(Data entries)

+-------+

//! Script templates and opcode-level helpers used by consensus and policy.
//!
//! Full script evaluation is not performed here; these helpers only look at
//! script shape (standard templates, sigop counting, the Hive markers).

use lccd_consensus::constants::MAX_SCRIPT_SIZE;

pub const OP_0: u8 = 0x00;
pub const OP_FALSE: u8 = OP_0;
pub const OP_PUSHDATA1: u8 = 0x4c;
pub const OP_PUSHDATA2: u8 = 0x4d;
pub const OP_PUSHDATA4: u8 = 0x4e;
pub const OP_1NEGATE: u8 = 0x4f;
pub const OP_1: u8 = 0x51;
pub const OP_TRUE: u8 = OP_1;
pub const OP_16: u8 = 0x60;
pub const OP_RETURN: u8 = 0x6a;
pub const OP_DUP: u8 = 0x76;
pub const OP_EQUAL: u8 = 0x87;
pub const OP_EQUALVERIFY: u8 = 0x88;
pub const OP_HASH160: u8 = 0xa9;
pub const OP_CHECKSIG: u8 = 0xac;
pub const OP_CHECKSIGVERIFY: u8 = 0xad;
pub const OP_CHECKMULTISIG: u8 = 0xae;
pub const OP_CHECKMULTISIGVERIFY: u8 = 0xaf;
/// Marker opcode for bee creation outputs and Hive proofs (repurposed OP_NOP10).
pub const OP_BEE: u8 = 0xb9;

const MAX_PUBKEYS_PER_MULTISIG: u32 = 20;
const P2PKH_LEN: usize = 25;

#[derive(Clone, Copy, Debug, Eq, PartialEq)]
pub enum ScriptType {
    P2Pk,
    P2Pkh,
    P2Sh,
    P2Wpkh,
    P2Wsh,
    NullData,
    Unknown,
}

pub fn classify_script_pubkey(script: &[u8]) -> ScriptType {
    if p2pkh_key_hash(script).is_some() {
        ScriptType::P2Pkh
    } else if is_p2sh(script) {
        ScriptType::P2Sh
    } else if script.len() == 22 && script[0] == OP_0 && script[1] == 0x14 {
        ScriptType::P2Wpkh
    } else if script.len() == 34 && script[0] == OP_0 && script[1] == 0x20 {
        ScriptType::P2Wsh
    } else if is_p2pk(script) {
        ScriptType::P2Pk
    } else if script.first() == Some(&OP_RETURN) && is_push_only(&script[1..]) {
        ScriptType::NullData
    } else {
        ScriptType::Unknown
    }
}

pub fn p2pkh_script(key_hash: &[u8; 20]) -> Vec<u8> {
    let mut script = Vec::with_capacity(P2PKH_LEN);
    script.extend_from_slice(&[OP_DUP, OP_HASH160, 0x14]);
    script.extend_from_slice(key_hash);
    script.extend_from_slice(&[OP_EQUALVERIFY, OP_CHECKSIG]);
    script
}

pub fn p2pkh_key_hash(script: &[u8]) -> Option<[u8; 20]> {
    if script.len() != P2PKH_LEN
        || script[0] != OP_DUP
        || script[1] != OP_HASH160
        || script[2] != 0x14
        || script[23] != OP_EQUALVERIFY
        || script[24] != OP_CHECKSIG
    {
        return None;
    }
    let mut key_hash = [0u8; 20];
    key_hash.copy_from_slice(&script[3..23]);
    Some(key_hash)
}

pub fn is_p2sh(script: &[u8]) -> bool {
    script.len() == 23 && script[0] == OP_HASH160 && script[1] == 0x14 && script[22] == OP_EQUAL
}

fn is_p2pk(script: &[u8]) -> bool {
    let key_len = match script.first().copied() {
        Some(len @ 33) | Some(len @ 65) => len as usize,
        _ => return false,
    };
    script.len() == key_len + 2 && script[script.len() - 1] == OP_CHECKSIG
}

/// Outputs that can never be spent and are kept out of the coin set.
pub fn is_unspendable(script: &[u8]) -> bool {
    script.first() == Some(&OP_RETURN) || script.len() > MAX_SCRIPT_SIZE
}

/// A bee creation output pays the creation address, followed by
/// `OP_RETURN OP_BEE` and the honey (reward) P2PKH script. Returns the honey
/// script when `script` has that shape.
pub fn bct_honey_script<'a>(script: &'a [u8], bee_creation_key_hash: &[u8; 20]) -> Option<&'a [u8]> {
    if script.len() != P2PKH_LEN + 2 + P2PKH_LEN {
        return None;
    }
    let (creation, rest) = script.split_at(P2PKH_LEN);
    if p2pkh_key_hash(creation)? != *bee_creation_key_hash {
        return None;
    }
    if rest[0] != OP_RETURN || rest[1] != OP_BEE {
        return None;
    }
    let honey = &rest[2..];
    p2pkh_key_hash(honey)?;
    Some(honey)
}

pub fn bct_script(bee_creation_key_hash: &[u8; 20], honey_key_hash: &[u8; 20]) -> Vec<u8> {
    let mut script = p2pkh_script(bee_creation_key_hash);
    script.push(OP_RETURN);
    script.push(OP_BEE);
    script.extend_from_slice(&p2pkh_script(honey_key_hash));
    script
}

/// Walks the opcodes of a script, yielding `(opcode, push_data)`. Iteration
/// stops at the first malformed push.
pub struct Instructions<'a> {
    script: &'a [u8],
    cursor: usize,
    malformed: bool,
}

impl<'a> Instructions<'a> {
    pub fn new(script: &'a [u8]) -> Self {
        Self {
            script,
            cursor: 0,
            malformed: false,
        }
    }

    pub fn is_malformed(&self) -> bool {
        self.malformed
    }

    fn read_len(&mut self, width: usize) -> Option<usize> {
        let end = self.cursor.checked_add(width)?;
        let bytes = self.script.get(self.cursor..end)?;
        self.cursor = end;
        let mut raw = [0u8; 4];
        raw[..width].copy_from_slice(bytes);
        Some(u32::from_le_bytes(raw) as usize)
    }
}

impl<'a> Iterator for Instructions<'a> {
    type Item = (u8, &'a [u8]);

    fn next(&mut self) -> Option<Self::Item> {
        if self.malformed || self.cursor >= self.script.len() {
            return None;
        }
        let opcode = self.script[self.cursor];
        self.cursor += 1;
        let len = match opcode {
            0x01..=0x4b => Some(opcode as usize),
            OP_PUSHDATA1 => self.read_len(1),
            OP_PUSHDATA2 => self.read_len(2),
            OP_PUSHDATA4 => self.read_len(4),
            _ => return Some((opcode, &[])),
        };
        let Some(len) = len else {
            self.malformed = true;
            return None;
        };
        let Some(data) = self
            .cursor
            .checked_add(len)
            .and_then(|end| self.script.get(self.cursor..end))
        else {
            self.malformed = true;
            return None;
        };
        self.cursor += len;
        Some((opcode, data))
    }
}

pub fn is_push_only(script: &[u8]) -> bool {
    let mut instructions = Instructions::new(script);
    let all_pushes = instructions.all(|(opcode, _)| opcode <= OP_16);
    all_pushes && !instructions.is_malformed()
}

/// Legacy (inaccurate) signature operation count: every multisig counts as
/// the maximum number of keys.
pub fn legacy_sigop_count(script: &[u8]) -> u32 {
    Instructions::new(script)
        .map(|(opcode, _)| match opcode {
            OP_CHECKSIG | OP_CHECKSIGVERIFY => 1,
            OP_CHECKMULTISIG | OP_CHECKMULTISIGVERIFY => MAX_PUBKEYS_PER_MULTISIG,
            _ => 0,
        })
        .sum()
}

+-------+

= WHAT THE EXERCISE ASKS =
Find "fn next(&mut self)" in the records above. Repeat its line and every later line exactly, through the last one.

= WRITTEN SOLUTION =
    fn next(&mut self) -> Option<Self::Item> {
        if self.malformed || self.cursor >= self.script.len() {
            return None;
        }
        let opcode = self.script[self.cursor];
        self.cursor += 1;
        let len = match opcode {
            0x01..=0x4b => Some(opcode as usize),
            OP_PUSHDATA1 => self.read_len(1),
            OP_PUSHDATA2 => self.read_len(2),
            OP_PUSHDATA4 => self.read_len(4),
            _ => return Some((opcode, &[])),
        };
        let Some(len) = len else {
            self.malformed = true;
            return None;
        };
        let Some(data) = self
            .cursor
            .checked_add(len)
            .and_then(|end| self.script.get(self.cursor..end))
        else {
            self.malformed = true;
            return None;
        };
        self.cursor += len;
        Some((opcode, data))
    }
}

pub fn is_push_only(script: &[u8]) -> bool {
    let mut instructions = Instructions::new(script);
    let all_pushes = instructions.all(|(opcode, _)| opcode <= OP_16);
    all_pushes && !instructions.is_malformed()
}

/// Legacy (inaccurate) signature operation count: every multisig counts as
/// the maximum number of keys.
pub fn legacy_sigop_count(script: &[u8]) -> u32 {
    Instructions::new(script)
        .map(|(opcode, _)| match opcode {
            OP_CHECKSIG | OP_CHECKSIGVERIFY => 1,
            OP_CHECKMULTISIG | OP_CHECKMULTISIGVERIFY => MAX_PUBKEYS_PER_MULTISIG,
            _ => 0,
        })
        .sum()
}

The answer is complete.